Plínio de Arruda Sampaio com seus 80 anos e seguramente mais de 50 de militância política foi o fato novo do debate da Band realizado na quinta-feira. Isso de deve a alguns fatores, estava tranquilo, seguro e, principalmente, agiu de forma firme, mas bem humorada.
Suas tiradas do tipo: hipocondríaco e defensor dos latifundiários, para Serra; ecocapitalista e Polyana, para Marina; quem fez o projeto da reforma agrária do Lula fui eu e ele não implementou nem pela metade, para Dilma, acabaram se tornando pautas das conversas políticas na sexta-feira.
Essa forma de se apresentar ao eleitor de Plínio é completamente diferente da maneira raivosa de Heloísa Helena. Que disputou a eleição com se valendo de um discurso cujas palavras preferidas eram quadrilheiros, bandidos etc. A política como um caso de polícia.

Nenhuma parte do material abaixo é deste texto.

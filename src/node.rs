use crate::error::StructuralViolation;

/// HTML attributes in insertion order.
pub type Attrs = Vec<(String, String)>;

/// A node of the output HTML tree.
///
/// Children are owned by their parent, so a tree built from these values can
/// never share a node or contain a cycle.
#[derive(Debug, Clone, PartialEq, Eq)]
pub enum HtmlNode {
    /// Text run or self-contained element. `tag: None` renders the value raw.
    Leaf {
        tag: Option<String>,
        value: Option<String>,
        attrs: Attrs,
    },
    /// Container element. An empty `children` is valid and renders no content.
    Parent {
        tag: String,
        children: Vec<HtmlNode>,
        attrs: Attrs,
    },
}

impl HtmlNode {
    /// Untagged leaf holding raw text.
    pub fn text(value: impl Into<String>) -> Self {
        HtmlNode::Leaf {
            tag: None,
            value: Some(value.into()),
            attrs: Attrs::new(),
        }
    }

    pub fn leaf(tag: impl Into<String>, value: impl Into<String>) -> Self {
        HtmlNode::Leaf {
            tag: Some(tag.into()),
            value: Some(value.into()),
            attrs: Attrs::new(),
        }
    }

    pub fn parent(tag: impl Into<String>, children: Vec<HtmlNode>) -> Self {
        HtmlNode::Parent {
            tag: tag.into(),
            children,
            attrs: Attrs::new(),
        }
    }

    /// Append an attribute, keeping earlier ones first.
    pub fn with_attr(mut self, key: impl Into<String>, value: impl Into<String>) -> Self {
        match &mut self {
            HtmlNode::Leaf { attrs, .. } | HtmlNode::Parent { attrs, .. } => {
                attrs.push((key.into(), value.into()));
            }
        }
        self
    }

    pub fn tag(&self) -> Option<&str> {
        match self {
            HtmlNode::Leaf { tag, .. } => tag.as_deref(),
            HtmlNode::Parent { tag, .. } => Some(tag.as_str()),
        }
    }

    pub fn children(&self) -> &[HtmlNode] {
        match self {
            HtmlNode::Leaf { .. } => &[],
            HtmlNode::Parent { children, .. } => children.as_slice(),
        }
    }

    /// Render this node and its descendants to an HTML string.
    pub fn render(&self) -> Result<String, StructuralViolation> {
        let mut out = String::new();
        self.render_into(&mut out)?;
        Ok(out)
    }

    fn render_into(&self, out: &mut String) -> Result<(), StructuralViolation> {
        match self {
            HtmlNode::Leaf { tag, value, attrs } => {
                let value = value.as_deref().ok_or(StructuralViolation::LeafWithoutValue)?;
                match tag {
                    None => out.push_str(value),
                    Some(tag) => {
                        open_tag(tag, attrs, out);
                        out.push_str(value);
                        close_tag(tag, out);
                    }
                }
            }
            HtmlNode::Parent {
                tag,
                children,
                attrs,
            } => {
                if tag.is_empty() {
                    return Err(StructuralViolation::ParentWithoutTag);
                }
                open_tag(tag, attrs, out);
                for child in children {
                    child.render_into(out)?;
                }
                close_tag(tag, out);
            }
        }
        Ok(())
    }
}

fn open_tag(tag: &str, attrs: &Attrs, out: &mut String) {
    out.push('<');
    out.push_str(tag);
    attrs_to_html(attrs, out);
    out.push('>');
}

fn close_tag(tag: &str, out: &mut String) {
    out.push_str("</");
    out.push_str(tag);
    out.push('>');
}

fn attrs_to_html(attrs: &Attrs, out: &mut String) {
    for (key, value) in attrs {
        out.push(' ');
        out.push_str(key);
        out.push_str("=\"");
        out.push_str(value);
        out.push('"');
    }
}
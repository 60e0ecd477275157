//! Inline tokenizer: raw text to a flat sequence of styled spans.
//!
//! Styles are applied in fixed passes over the spans that are still plain:
//! bold (`**`), italic (`_`), code (`` ` ``), then images and links. A lone
//! `*` is literal text. Styles never nest.

use std::ops::Range;
use std::sync::LazyLock;

use regex::Regex;

use crate::error::Error;
use crate::span::{Span, Style};

static IMAGE_RE: LazyLock<Regex> =
    LazyLock::new(|| Regex::new(r"!\[([^\[\]]*)\]\(([^\(\)]*)\)").unwrap());

static LINK_RE: LazyLock<Regex> =
    LazyLock::new(|| Regex::new(r"\[([^\[\]]*)\]\(([^\(\)]*)\)").unwrap());

/// Split `text` into spans.
///
/// Adjacent delimiters with nothing between them produce no span, so an empty
/// code span like ``` `` ``` disappears from the output.
pub fn tokenize(text: &str) -> Result<Vec<Span>, Error> {
    let spans = vec![Span::plain(text)];
    let spans = split_delimiter(spans, "**", Style::Bold)?;
    let spans = split_delimiter(spans, "_", Style::Italic)?;
    let spans = split_delimiter(spans, "`", Style::Code)?;
    let spans = split_images(spans);
    Ok(split_links(spans))
}

/// Split every plain span on `delimiter`, styling the odd-numbered parts.
///
/// Non-plain spans pass through unchanged.
pub fn split_delimiter(
    spans: Vec<Span>,
    delimiter: &'static str,
    style: Style,
) -> Result<Vec<Span>, Error> {
    let mut out = Vec::with_capacity(spans.len());

    for span in spans {
        let text = match span {
            Span::Plain(text) => text,
            other => {
                out.push(other);
                continue;
            }
        };

        let parts: Vec<&str> = text.split(delimiter).collect();
        if parts.len() % 2 == 0 {
            return Err(Error::UnmatchedDelimiter { delimiter });
        }

        for (i, part) in parts.into_iter().enumerate() {
            if part.is_empty() {
                continue;
            }
            if i % 2 == 0 {
                out.push(Span::plain(part));
            } else {
                out.push(style.span(part));
            }
        }
    }

    Ok(out)
}

/// Replace `![alt](url)` in plain spans with image spans.
pub fn split_images(spans: Vec<Span>) -> Vec<Span> {
    split_matches(spans, find_images, |alt, url| Span::Image {
        alt: alt.to_string(),
        url: url.to_string(),
    })
}

/// Replace `[text](url)` in plain spans with link spans.
pub fn split_links(spans: Vec<Span>) -> Vec<Span> {
    split_matches(spans, find_links, |text, url| Span::Link {
        text: text.to_string(),
        url: url.to_string(),
    })
}

/// All `(alt, url)` pairs of markdown images in `text`, left to right.
pub fn extract_markdown_images(text: &str) -> Vec<(String, String)> {
    find_images(text).into_iter().map(Found::into_pair).collect()
}

/// All `(text, url)` pairs of markdown links in `text`, skipping images.
pub fn extract_markdown_links(text: &str) -> Vec<(String, String)> {
    find_links(text).into_iter().map(Found::into_pair).collect()
}

struct Found<'a> {
    range: Range<usize>,
    label: &'a str,
    url: &'a str,
}

impl Found<'_> {
    fn into_pair(self) -> (String, String) {
        (self.label.to_string(), self.url.to_string())
    }
}

fn found_from<'h>(caps: &regex::Captures<'h>) -> Option<Found<'h>> {
    let whole = caps.get(0)?;
    Some(Found {
        range: whole.range(),
        label: caps.get(1)?.as_str(),
        url: caps.get(2)?.as_str(),
    })
}

fn find_images(text: &str) -> Vec<Found<'_>> {
    IMAGE_RE
        .captures_iter(text)
        .filter_map(|caps| found_from(&caps))
        .collect()
}

fn find_links(text: &str) -> Vec<Found<'_>> {
    let mut found = Vec::new();
    let mut pos = 0;

    while let Some(caps) = LINK_RE.captures_at(text, pos) {
        let Some(link) = found_from(&caps) else {
            break;
        };
        // `regex` has no look-behind: reject `![..](..)` here and retry one
        // byte later so a link starting inside the rejected match is found.
        if text[..link.range.start].ends_with('!') {
            pos = link.range.start + 1;
            continue;
        }
        pos = link.range.end;
        found.push(link);
    }

    found
}

fn split_matches(
    spans: Vec<Span>,
    find: for<'a> fn(&'a str) -> Vec<Found<'a>>,
    make: fn(&str, &str) -> Span,
) -> Vec<Span> {
    let mut out = Vec::with_capacity(spans.len());

    for span in spans {
        let text = match span {
            Span::Plain(text) => text,
            other => {
                out.push(other);
                continue;
            }
        };

        let mut rest = 0;
        for found in find(&text) {
            if found.range.start > rest {
                out.push(Span::plain(&text[rest..found.range.start]));
            }
            out.push(make(found.label, found.url));
            rest = found.range.end;
        }
        if rest < text.len() {
            out.push(Span::plain(&text[rest..]));
        }
    }

    out
}
mod block;
mod config;
mod error;
mod inline;
mod node;
mod render;
mod span;

pub mod site;

pub use block::{BlockKind, classify, segment};
pub use config::Config;
pub use error::{Error, SiteError, StructuralViolation};
pub use inline::{
    extract_markdown_images, extract_markdown_links, split_delimiter, split_images, split_links,
    tokenize,
};
pub use node::{Attrs, HtmlNode};
pub use render::block_to_html_node;
pub use span::{Span, Style};

/// Convert a markdown document into an HTML tree rooted at a `div`.
pub fn convert(markdown: &str) -> Result<HtmlNode, Error> {
    render::markdown_to_html_node(markdown)
}

/// Convert markdown straight to an HTML string.
pub fn markdown_to_html(markdown: &str) -> Result<String, Error> {
    Ok(convert(markdown)?.render()?)
}
use tracing::debug;

use crate::block::{self, BlockKind, FENCE};
use crate::error::Error;
use crate::inline;
use crate::node::HtmlNode;
use crate::span::Span;

/// Convert a markdown document into a `div` holding one node per block.
pub fn markdown_to_html_node(markdown: &str) -> Result<HtmlNode, Error> {
    let blocks = block::segment(markdown);
    let mut children = Vec::with_capacity(blocks.len());

    for block in blocks {
        let kind = block::classify(block);
        debug!(?kind, len = block.len(), "rendering block");
        children.push(block_to_html_node(block, kind)?);
    }

    Ok(HtmlNode::parent("div", children))
}

/// Render a single classified block.
pub fn block_to_html_node(block: &str, kind: BlockKind) -> Result<HtmlNode, Error> {
    match kind {
        BlockKind::Paragraph => paragraph(block),
        BlockKind::Heading => heading(block),
        BlockKind::Code => Ok(code(block)),
        BlockKind::Quote => quote(block),
        BlockKind::UnorderedList => unordered_list(block),
        BlockKind::OrderedList => ordered_list(block),
    }
}

fn text_to_children(text: &str) -> Result<Vec<HtmlNode>, Error> {
    Ok(inline::tokenize(text)?
        .iter()
        .map(Span::to_html_node)
        .collect())
}

fn paragraph(block: &str) -> Result<HtmlNode, Error> {
    let text = block.split('\n').map(str::trim).collect::<Vec<_>>().join(" ");
    Ok(HtmlNode::parent("p", text_to_children(&text)?))
}

fn heading(block: &str) -> Result<HtmlNode, Error> {
    let level = block.bytes().take_while(|&b| b == b'#').count();
    let text = block[level..].trim();
    Ok(HtmlNode::parent(format!("h{level}"), text_to_children(text)?))
}

fn code(block: &str) -> HtmlNode {
    let inner = block
        .strip_prefix(FENCE)
        .and_then(|rest| rest.strip_suffix(FENCE))
        .unwrap_or(block);
    // Only the newline right after the opening fence belongs to the fence.
    let inner = inner.strip_prefix('\n').unwrap_or(inner);
    let text = Span::plain(inner).to_html_node();
    HtmlNode::parent("pre", vec![HtmlNode::parent("code", vec![text])])
}

fn quote(block: &str) -> Result<HtmlNode, Error> {
    let text = block
        .split('\n')
        .map(|line| {
            line.strip_prefix("> ")
                .or_else(|| line.strip_prefix('>'))
                .unwrap_or(line)
        })
        .collect::<Vec<_>>()
        .join("\n");
    Ok(HtmlNode::parent("blockquote", text_to_children(&text)?))
}

fn unordered_list(block: &str) -> Result<HtmlNode, Error> {
    let items = block
        .split('\n')
        .map(|line| list_item(line.get(2..).unwrap_or("")))
        .collect::<Result<Vec<_>, _>>()?;
    Ok(HtmlNode::parent("ul", items))
}

fn ordered_list(block: &str) -> Result<HtmlNode, Error> {
    let items = block
        .split('\n')
        .filter_map(|line| line.find(". ").map(|dot| &line[dot + 2..]))
        .map(list_item)
        .collect::<Result<Vec<_>, _>>()?;
    Ok(HtmlNode::parent("ol", items))
}

fn list_item(text: &str) -> Result<HtmlNode, Error> {
    Ok(HtmlNode::parent("li", text_to_children(text)?))
}
// ABOUTME: CORS middleware configuration for HTTP API endpoints
// ABOUTME: Lets the browser front end call the proxy from its own origin
//
// SPDX-License-Identifier: MIT OR Apache-2.0
// Copyright (c) 2025 Recipe Finder Contributors

use crate::config::environment::ServerConfig;
use http::{header::HeaderName, HeaderValue, Method};
use tower_http::cors::{AllowOrigin, CorsLayer};

/// Configure CORS settings for the proxy
///
/// Reads the origin list from `CORS_ALLOWED_ORIGINS`. An empty value or `*`
/// allows any origin, otherwise only the listed origins are allowed.
///
/// ```bash
/// export CORS_ALLOWED_ORIGINS="https://recipes.example.com,http://localhost:5173"
/// ```
#[must_use]
pub fn setup_cors(config: &ServerConfig) -> CorsLayer {
    let allowed = config.cors.allowed_origins.trim();
    let allow_origin = if allowed.is_empty() || allowed == "*" {
        AllowOrigin::any()
    } else {
        let origins: Vec<HeaderValue> = allowed
            .split(',')
            .map(str::trim)
            .filter(|origin| !origin.is_empty())
            .filter_map(|origin| HeaderValue::from_str(origin).ok())
            .collect();

        if origins.is_empty() {
            AllowOrigin::any()
        } else {
            AllowOrigin::list(origins)
        }
    };

    CorsLayer::new()
        .allow_origin(allow_origin)
        .allow_headers([
            HeaderName::from_static("content-type"),
            HeaderName::from_static("accept"),
            HeaderName::from_static("origin"),
            HeaderName::from_static("x-requested-with"),
            HeaderName::from_static("x-request-id"),
        ])
        .expose_headers([HeaderName::from_static("x-request-id")])
        .allow_methods([Method::GET, Method::POST, Method::OPTIONS])
}
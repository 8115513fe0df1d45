// ABOUTME: Tracing subscriber setup for the server and the CLI
// ABOUTME: Chooses the output format from the environment and quiets chatty HTTP dependencies
//
// SPDX-License-Identifier: MIT OR Apache-2.0
// Copyright (c) 2025 Recipe Finder Contributors

//! Structured logging
//!
//! The server logs to stdout in `pretty` (default) or `json` format; the CLI
//! logs compactly to stderr so command output stays clean.

use crate::config::environment::Environment;
use crate::constants::service_names;
use anyhow::Result;
use std::env;
use std::io;
use tracing::info;
use tracing_subscriber::{
    fmt::{self, format::FmtSpan},
    layer::SubscriberExt,
    util::SubscriberInitExt,
    EnvFilter,
};

/// Directives appended to every filter
const QUIET_DEPENDENCIES: [&str; 5] = [
    "hyper=warn",
    "hyper_util=warn",
    "reqwest=warn",
    "rustls=warn",
    "tower_http=info",
];

/// Where and how log lines are rendered
#[derive(Debug, Clone, Copy, PartialEq, Eq)]
pub enum LogFormat {
    /// One JSON object per line on stdout
    Json,
    /// Multi-field human output on stdout
    Pretty,
    /// Single-line output on stderr
    Compact,
}

impl LogFormat {
    /// Parse a `LOG_FORMAT` value, falling back to pretty
    #[must_use]
    pub fn from_str_or_default(s: &str) -> Self {
        match s.trim().to_lowercase().as_str() {
            "json" => Self::Json,
            "compact" => Self::Compact,
            _ => Self::Pretty,
        }
    }

    const fn label(self) -> &'static str {
        match self {
            Self::Json => "json",
            Self::Pretty => "pretty",
            Self::Compact => "compact",
        }
    }
}

/// Subscriber settings
#[derive(Debug, Clone)]
pub struct LoggingConfig {
    /// `EnvFilter` directive string, e.g. `info` or `recipe_finder=debug`
    pub filter: String,
    pub format: LogFormat,
    /// Emit source file and line
    pub with_location: bool,
    /// Emit span enter/close events
    pub with_spans: bool,
    pub service: String,
    pub environment: String,
}

impl Default for LoggingConfig {
    fn default() -> Self {
        Self {
            filter: "info".to_owned(),
            format: LogFormat::Pretty,
            with_location: false,
            with_spans: false,
            service: service_names::RECIPE_FINDER_SERVER.to_owned(),
            environment: "development".to_owned(),
        }
    }
}

impl LoggingConfig {
    /// Read `RUST_LOG`, `LOG_FORMAT`, `LOG_INCLUDE_LOCATION`, `LOG_INCLUDE_SPANS`,
    /// `SERVICE_NAME` and `ENVIRONMENT`
    #[must_use]
    pub fn from_env() -> Self {
        let defaults = Self::default();
        let environment = env::var("ENVIRONMENT").unwrap_or(defaults.environment);
        let production = Environment::from_str_or_default(&environment).is_production();

        Self {
            filter: env::var("RUST_LOG").unwrap_or(defaults.filter),
            format: env::var("LOG_FORMAT")
                .map_or(defaults.format, |value| LogFormat::from_str_or_default(&value)),
            with_location: production || env::var_os("LOG_INCLUDE_LOCATION").is_some(),
            with_spans: env::var_os("LOG_INCLUDE_SPANS").is_some(),
            service: env::var("SERVICE_NAME").unwrap_or(defaults.service),
            environment,
        }
    }

    fn env_filter(&self) -> EnvFilter {
        QUIET_DEPENDENCIES
            .iter()
            .filter_map(|directive| directive.parse().ok())
            .fold(EnvFilter::new(&self.filter), EnvFilter::add_directive)
    }

    fn span_events(&self) -> FmtSpan {
        if self.with_spans {
            FmtSpan::NEW | FmtSpan::CLOSE
        } else {
            FmtSpan::NONE
        }
    }

    /// Install the global subscriber
    ///
    /// # Errors
    ///
    /// Returns an error if a global subscriber is already installed
    pub fn init(&self) -> Result<()> {
        let registry = tracing_subscriber::registry().with(self.env_filter());

        match self.format {
            LogFormat::Json => registry
                .with(
                    fmt::layer()
                        .json()
                        .with_writer(io::stdout)
                        .with_file(self.with_location)
                        .with_line_number(self.with_location)
                        .with_span_events(self.span_events()),
                )
                .try_init()?,
            LogFormat::Pretty => registry
                .with(
                    fmt::layer()
                        .with_writer(io::stdout)
                        .with_file(self.with_location)
                        .with_line_number(self.with_location)
                        .with_span_events(self.span_events()),
                )
                .try_init()?,
            LogFormat::Compact => registry
                .with(
                    fmt::layer()
                        .compact()
                        .with_target(false)
                        .with_writer(io::stderr),
                )
                .try_init()?,
        }

        info!(
            service = %self.service,
            version = env!("CARGO_PKG_VERSION"),
            environment = %self.environment,
            filter = %self.filter,
            format = self.format.label(),
            "Logging initialized"
        );
        Ok(())
    }
}

/// Initialize logging for the server from the environment
///
/// # Errors
///
/// Returns an error if a global subscriber is already installed
pub fn init_from_env() -> Result<()> {
    LoggingConfig::from_env().init()
}

/// Compact stderr logging for the CLI, `debug` when verbose and `warn` otherwise
///
/// # Errors
///
/// Returns an error if a global subscriber is already installed
pub fn init_for_cli(verbose: bool) -> Result<()> {
    LoggingConfig {
        filter: if verbose { "debug" } else { "warn" }.to_owned(),
        format: LogFormat::Compact,
        ..LoggingConfig::default()
    }
    .init()
}
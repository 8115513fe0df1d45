// ABOUTME: Main library entry point for the Recipe Finder API
// ABOUTME: Ingredient-driven recipe discovery proxy plus the client state store
//
// SPDX-License-Identifier: MIT OR Apache-2.0
// Copyright (c) 2025 Recipe Finder Contributors

#![deny(unsafe_code)]

//! # Recipe Finder
//!
//! A thin REST proxy that searches TheMealDB and Spoonacular by ingredient,
//! normalizes both catalogs into one recipe card shape, looks up nutrition in
//! USDA `FoodData` Central, and builds cooking video prompts. A separate
//! client state store keeps favorites, pantry items and a shopping list either
//! in a local JSON document or in Supabase tables.
//!
//! ## Architecture
//!
//! - **Providers**: TheMealDB and Spoonacular clients with their schema mapping
//! - **Services**: fan-out search with per-source error isolation
//! - **Routes**: axum handlers delegating to services
//! - **Store**: favorites/pantry/shopping list behind a backend trait
//!
//! ## Example Usage
//!
//! ```rust,no_run
//! use recipe_finder::config::environment::ServerConfig;
//! use recipe_finder::server::{RecipeFinderServer, ServerResources};
//! use std::sync::Arc;
//!
//! #[tokio::main]
//! async fn main() -> anyhow::Result<()> {
//!     let config = ServerConfig::from_env()?;
//!     let resources = Arc::new(ServerResources::new(config)?);
//!     RecipeFinderServer::new(resources).run().await
//! }
//! ```

/// Environment configuration
pub mod config;

/// Application constants
pub mod constants;

/// Error types and HTTP error rendering
pub mod errors;

/// USDA `FoodData` Central client
pub mod external;

/// Logging setup
pub mod logging;

/// HTTP middleware (CORS, tracing, request ids)
pub mod middleware;

/// Provider-neutral data models
pub mod models;

/// Recipe provider clients
pub mod providers;

/// HTTP route handlers
pub mod routes;

/// Server resources, router and serve loop
pub mod server;

/// Business logic behind the routes
pub mod services;

/// Favorites, pantry and shopping list persistence
pub mod store;

/// Video prompt builder and generation client
pub mod video;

O PSoL tem um grande espaço para chamar o debate para a esquerda sem ter de se valer deste método típico da direita, que banditiza a política para poder se valer dela sozinha.
Plínio parece ter percebido isso e achou um eixo que permite representar as idéias de uma parcela importante da população brasileira sem ter que se tornar um vendedor de ódios.
Se quem estiver coordenando a comunicação do partido conseguir transformar esse jeito Plínio do debate na Band no espírito do horário eleitoral gratuíto, sou capaz de apostar que o PSoL que entrou nessas eleições dividido e correndo o risco de não eleger sequer um deputado, pode sair maior do que em 2006.
Sinceramente, não sei se vamos ficar maiores ou menores ao final do processo eleitoral, mas com certeza a candidatura do Plinio está lavando nossa alma, ah está.